# Try it
In the listing below, find each line containing "struct" and report it.

##### Data under study

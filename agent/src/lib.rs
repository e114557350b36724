//! Vigil agent library
//!
//! Resolves the watched counters, runs the collection pipeline against a
//! standalone hostengine, exposes snapshots locally and forwards them to a
//! remote endpoint. [`pipeline::Agent`] is the entry point.

pub mod catalog;
pub mod config;
pub mod counters;
pub mod derived;
pub mod error;
pub mod forward;
pub mod hostengine;
pub mod metrics;
pub mod pipeline;
pub mod producer;
pub mod reader;
pub mod registry;
pub mod server;
pub mod signals;
pub mod system_info;

pub use config::{AgentConfig, FileConfig, ForwardConfig};
pub use error::{AgentError, ForwardError};
pub use pipeline::{Agent, Collaborators, DcgmCollaborators, Lifecycle, SNAPSHOT_BUFFER};
pub use signals::{ControlSignal, SignalSource};
//! Primary metric producer

use crate::config::AgentConfig;
use crate::reader::{EntityReading, FieldReader};
use crate::system_info::{EntityGroup, SystemInfo};
use async_trait::async_trait;
use std::sync::Arc;
use std::time::Duration;
use tokio::sync::mpsc;
use tokio::time::MissedTickBehavior;
use tokio_util::sync::CancellationToken;
use tracing::{debug, info, warn};
use vigil_shared::{render, CounterSet, MetricDefinition, MetricsByCounter, Sample};

/// Emits one rendered snapshot per collection interval until cancelled
#[async_trait]
pub trait MetricsProducer: Send {
    async fn run(self: Box<Self>, snapshots: mpsc::Sender<String>, cancel: CancellationToken);
}

/// Reads every loaded entity group through a [`FieldReader`]
pub struct WatchProducer {
    interval: Duration,
    counters: Arc<CounterSet>,
    hostname: String,
    reader: Arc<dyn FieldReader>,
    system_info: Arc<SystemInfo>,
}

impl WatchProducer {
    pub fn new(
        config: &AgentConfig,
        counters: Arc<CounterSet>,
        hostname: impl Into<String>,
        reader: Arc<dyn FieldReader>,
        system_info: Arc<SystemInfo>,
    ) -> Self {
        Self {
            interval: config.collect_interval,
            counters,
            hostname: hostname.into(),
            reader,
            system_info,
        }
    }

    /// Read all loaded groups once. Groups failing to read are skipped for this cycle.
    pub async fn collect(&self) -> MetricsByCounter {
        let mut metrics = MetricsByCounter::new();
        for (group, fields) in self.system_info.loaded() {
            match self.reader.read(group, fields).await {
                Ok(readings) => self.append(&mut metrics, group, fields, &readings),
                Err(e) => warn!("Failed to read {} metrics: {:#}", group, e),
            }
        }
        metrics
    }

    fn append(
        &self,
        metrics: &mut MetricsByCounter,
        group: EntityGroup,
        fields: &[MetricDefinition],
        readings: &[EntityReading],
    ) {
        for field in fields.iter().filter(|f| !f.is_label()) {
            for reading in readings {
                let Some(value) = reading.value(field.id) else {
                    continue;
                };
                let mut sample = Sample::new(reading.entity_id.to_string(), value.clone());
                if group == EntityGroup::Gpu {
                    sample.device = format!("nvidia{}", reading.entity_id);
                }
                sample.hostname = self.hostname.clone();
                sample.labels = self.labels(fields, reading);
                metrics.push(field, sample);
            }
        }
    }

    // label-kind fields of the entity, in counter order
    fn labels(&self, fields: &[MetricDefinition], reading: &EntityReading) -> Vec<(String, String)> {
        fields
            .iter()
            .filter(|f| f.is_label())
            .filter_map(|f| {
                reading
                    .value(f.id)
                    .map(|v| (f.name.to_string(), v.to_string()))
            })
            .collect()
    }

    async fn snapshot(&self) -> Option<String> {
        let metrics = self.collect().await;
        match render(&metrics) {
            Ok(text) => Some(text),
            Err(e) => {
                warn!("Failed to render metrics: {}", e);
                None
            }
        }
    }
}

#[async_trait]
impl MetricsProducer for WatchProducer {
    async fn run(self: Box<Self>, snapshots: mpsc::Sender<String>, cancel: CancellationToken) {
        info!(
            "Collecting {} counters every {:?}",
            self.counters.primary.len(),
            self.interval
        );

        let mut ticker = tokio::time::interval(self.interval);
        ticker.set_missed_tick_behavior(MissedTickBehavior::Delay);

        loop {
            tokio::select! {
                _ = cancel.cancelled() => break,
                _ = ticker.tick() => {}
            }

            let Some(snapshot) = self.snapshot().await else {
                continue;
            };

            // blocks while the buffer is full
            tokio::select! {
                _ = cancel.cancelled() => break,
                sent = snapshots.send(snapshot) => {
                    if sent.is_err() {
                        debug!("Snapshot receiver dropped");
                        break;
                    }
                }
            }
        }

        info!("Metrics producer stopped");
    }
}

#[cfg(test)]
mod tests {
    use super::*;
    use crate::catalog::{DEFAULT_COUNTERS, DEFAULT_EXPORTER_COUNTERS};
    use crate::pipeline::SNAPSHOT_BUFFER;
    use std::sync::atomic::{AtomicI64, Ordering};
    use vigil_shared::{MetricKind, SampleValue};

    /// Two GPUs; every read bumps the SM clock value
    struct Counting {
        reads: AtomicI64,
    }

    #[async_trait]
    impl FieldReader for Counting {
        async fn read(
            &self,
            _group: EntityGroup,
            _fields: &[MetricDefinition],
        ) -> anyhow::Result<Vec<EntityReading>> {
            let n = self.reads.fetch_add(1, Ordering::SeqCst) + 1;
            Ok((0..2)
                .map(|gpu| EntityReading {
                    entity_id: gpu,
                    values: vec![
                        (1, SampleValue::from("535.129.03")),
                        (100, SampleValue::Integer(n)),
                    ],
                })
                .collect())
        }
    }

    fn counters() -> Arc<CounterSet> {
        Arc::new(CounterSet {
            primary: vec![
                MetricDefinition::new(1, "DCGM_FI_DRIVER_VERSION", MetricKind::Label, "driver"),
                MetricDefinition::new(100, "DCGM_FI_DEV_SM_CLOCK", MetricKind::Gauge, "sm"),
            ],
            exporter: DEFAULT_EXPORTER_COUNTERS.to_vec(),
        })
    }

    fn producer(interval: Duration, reader: Arc<Counting>) -> WatchProducer {
        let config = AgentConfig {
            collect_interval: interval,
            ..AgentConfig::default()
        };
        let counters = counters();
        let mut info = SystemInfo::build(&counters.primary, &config);
        info.load(EntityGroup::Gpu).unwrap();
        WatchProducer::new(&config, counters, "node-1", reader, Arc::new(info))
    }

    #[tokio::test]
    async fn test_labels_attached_to_samples() {
        let reader = Arc::new(Counting { reads: AtomicI64::new(0) });
        let metrics = producer(Duration::from_secs(1), reader).collect().await;

        assert_eq!(metrics.len(), 1);
        let samples = metrics.get(100).unwrap();
        assert_eq!(samples.len(), 2);
        assert_eq!(samples[1].gpu, "1");
        assert_eq!(samples[1].device, "nvidia1");
        assert_eq!(samples[1].hostname, "node-1");
        assert_eq!(
            samples[1].labels,
            vec![("DCGM_FI_DRIVER_VERSION".to_string(), "535.129.03".to_string())]
        );
    }

    #[tokio::test]
    async fn test_unloaded_groups_are_not_read() {
        let reader = Arc::new(Counting { reads: AtomicI64::new(0) });
        let config = AgentConfig::default();
        let info = SystemInfo::build(DEFAULT_COUNTERS, &config);
        let p = WatchProducer::new(&config, counters(), "", reader.clone(), Arc::new(info));

        assert!(p.collect().await.is_empty());
        assert_eq!(reader.reads.load(Ordering::SeqCst), 0);
    }

    #[tokio::test]
    async fn test_blocks_when_buffer_full() {
        let reader = Arc::new(Counting { reads: AtomicI64::new(0) });
        let p = Box::new(producer(Duration::from_millis(5), reader.clone()));
        let (tx, mut rx) = mpsc::channel(SNAPSHOT_BUFFER);
        let cancel = CancellationToken::new();
        let handle = tokio::spawn(p.run(tx, cancel.clone()));

        tokio::time::sleep(Duration::from_millis(400)).await;
        // 10 buffered plus one waiting to be sent
        assert_eq!(reader.reads.load(Ordering::SeqCst), SNAPSHOT_BUFFER as i64 + 1);

        for n in 1..=SNAPSHOT_BUFFER {
            let snapshot = rx.recv().await.unwrap();
            assert!(snapshot.contains(&format!("}} {}\n", n)), "{}", snapshot);
        }

        cancel.cancel();
        tokio::time::timeout(Duration::from_secs(1), handle)
            .await
            .unwrap()
            .unwrap();
    }

    #[tokio::test]
    async fn test_stops_on_cancel() {
        let reader = Arc::new(Counting { reads: AtomicI64::new(0) });
        let p = Box::new(producer(Duration::from_secs(60), reader));
        let (tx, mut rx) = mpsc::channel(SNAPSHOT_BUFFER);
        let cancel = CancellationToken::new();
        let handle = tokio::spawn(p.run(tx, cancel.clone()));

        // first tick is immediate
        assert!(rx.recv().await.is_some());
        cancel.cancel();
        tokio::time::timeout(Duration::from_secs(1), handle)
            .await
            .unwrap()
            .unwrap();
        assert!(rx.recv().await.is_none());
    }
}
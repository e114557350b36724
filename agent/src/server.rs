//! Local exposition server
//!
//! Serves `/metrics` (latest snapshot plus a fresh registry gather),
//! `/healthz` and `/metrics/agent` (the agent's own metrics).

use crate::error::AgentError;
use crate::metrics;
use crate::registry::Registry;
use async_trait::async_trait;
use hyper::header::{HeaderValue, CONTENT_TYPE};
use hyper::service::{make_service_fn, service_fn};
use hyper::{Body, Request, Response, Server, StatusCode};
use std::net::{SocketAddr, TcpListener};
use std::sync::{Arc, RwLock};
use tokio::sync::mpsc;
use tokio_util::sync::CancellationToken;
use tracing::{debug, error, info, warn};
use vigil_shared::render;

const TEXT_FORMAT: &str = "text/plain; version=0.0.4";

/// Serves exposed snapshots until cancelled
#[async_trait]
pub trait ExpositionServer: Send {
    async fn run(self: Box<Self>, cancel: CancellationToken);
}

struct State {
    latest: RwLock<String>,
    registry: Arc<Registry>,
}

impl State {
    fn latest(&self) -> String {
        self.latest
            .read()
            .unwrap_or_else(|e| e.into_inner())
            .clone()
    }

    fn store(&self, snapshot: String) {
        *self.latest.write().unwrap_or_else(|e| e.into_inner()) = snapshot;
    }
}

pub struct HttpExpositionServer {
    listener: TcpListener,
    snapshots: mpsc::Receiver<String>,
    registry: Arc<Registry>,
}

impl HttpExpositionServer {
    /// Bind `addr` now so a busy port fails the generation at startup
    pub fn bind(
        addr: SocketAddr,
        snapshots: mpsc::Receiver<String>,
        registry: Arc<Registry>,
    ) -> Result<Self, AgentError> {
        let listener = TcpListener::bind(addr)?;
        listener.set_nonblocking(true)?;
        Ok(Self {
            listener,
            snapshots,
            registry,
        })
    }

    pub fn local_addr(&self) -> std::io::Result<SocketAddr> {
        self.listener.local_addr()
    }
}

#[async_trait]
impl ExpositionServer for HttpExpositionServer {
    async fn run(self: Box<Self>, cancel: CancellationToken) {
        let Self {
            listener,
            mut snapshots,
            registry,
        } = *self;

        let state = Arc::new(State {
            latest: RwLock::new(String::new()),
            registry,
        });

        let drain_state = state.clone();
        let drain_cancel = cancel.clone();
        let drain = tokio::spawn(async move {
            loop {
                tokio::select! {
                    _ = drain_cancel.cancelled() => break,
                    snapshot = snapshots.recv() => match snapshot {
                        Some(snapshot) => drain_state.store(snapshot),
                        None => break,
                    },
                }
            }
        });

        let addr = listener.local_addr().ok();
        let builder = match Server::from_tcp(listener) {
            Ok(builder) => builder,
            Err(e) => {
                error!("Exposition server failed to start: {}", e);
                drain.abort();
                return;
            }
        };

        let make_svc = make_service_fn(move |_| {
            let state = state.clone();
            async move {
                Ok::<_, hyper::Error>(service_fn(move |req: Request<Body>| {
                    let state = state.clone();
                    async move { handle(req, &state).await }
                }))
            }
        });

        if let Some(addr) = addr {
            info!("Exposition server listening on {}", addr);
        }

        let shutdown = cancel.clone();
        let server = builder
            .serve(make_svc)
            .with_graceful_shutdown(async move { shutdown.cancelled().await });
        if let Err(e) = server.await {
            error!("Exposition server error: {}", e);
        }

        if let Err(e) = drain.await {
            warn!("Snapshot drain task failed: {}", e);
        }
        info!("Exposition server stopped");
    }
}

async fn handle(req: Request<Body>, state: &State) -> Result<Response<Body>, hyper::Error> {
    let path = req.uri().path();
    debug!("{} {}", req.method(), path);

    let response = match path {
        "/metrics" => {
            let mut body = state.latest();
            match state.registry.gather().await {
                Ok(gathered) => match render(&gathered) {
                    Ok(text) => body.push_str(&text),
                    Err(e) => warn!("Failed to render registry metrics: {}", e),
                },
                Err(e) => warn!("{:#}", anyhow::Error::from(e)),
            }
            text(StatusCode::OK, body)
        }

        "/healthz" => text(StatusCode::OK, "ok\n".to_string()),

        "/metrics/agent" => match metrics::encode_metrics() {
            Ok(body) => text(StatusCode::OK, body),
            Err(e) => text(StatusCode::INTERNAL_SERVER_ERROR, format!("{}\n", e)),
        },

        _ => text(StatusCode::NOT_FOUND, "not found\n".to_string()),
    };

    Ok(response)
}

fn text(status: StatusCode, body: String) -> Response<Body> {
    let mut response = Response::new(Body::from(body));
    *response.status_mut() = status;
    response
        .headers_mut()
        .insert(CONTENT_TYPE, HeaderValue::from_static(TEXT_FORMAT));
    response
}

##########

# Written solution
pub struct WatchProducer {
    struct Counting {
struct State {
pub struct HttpExpositionServer {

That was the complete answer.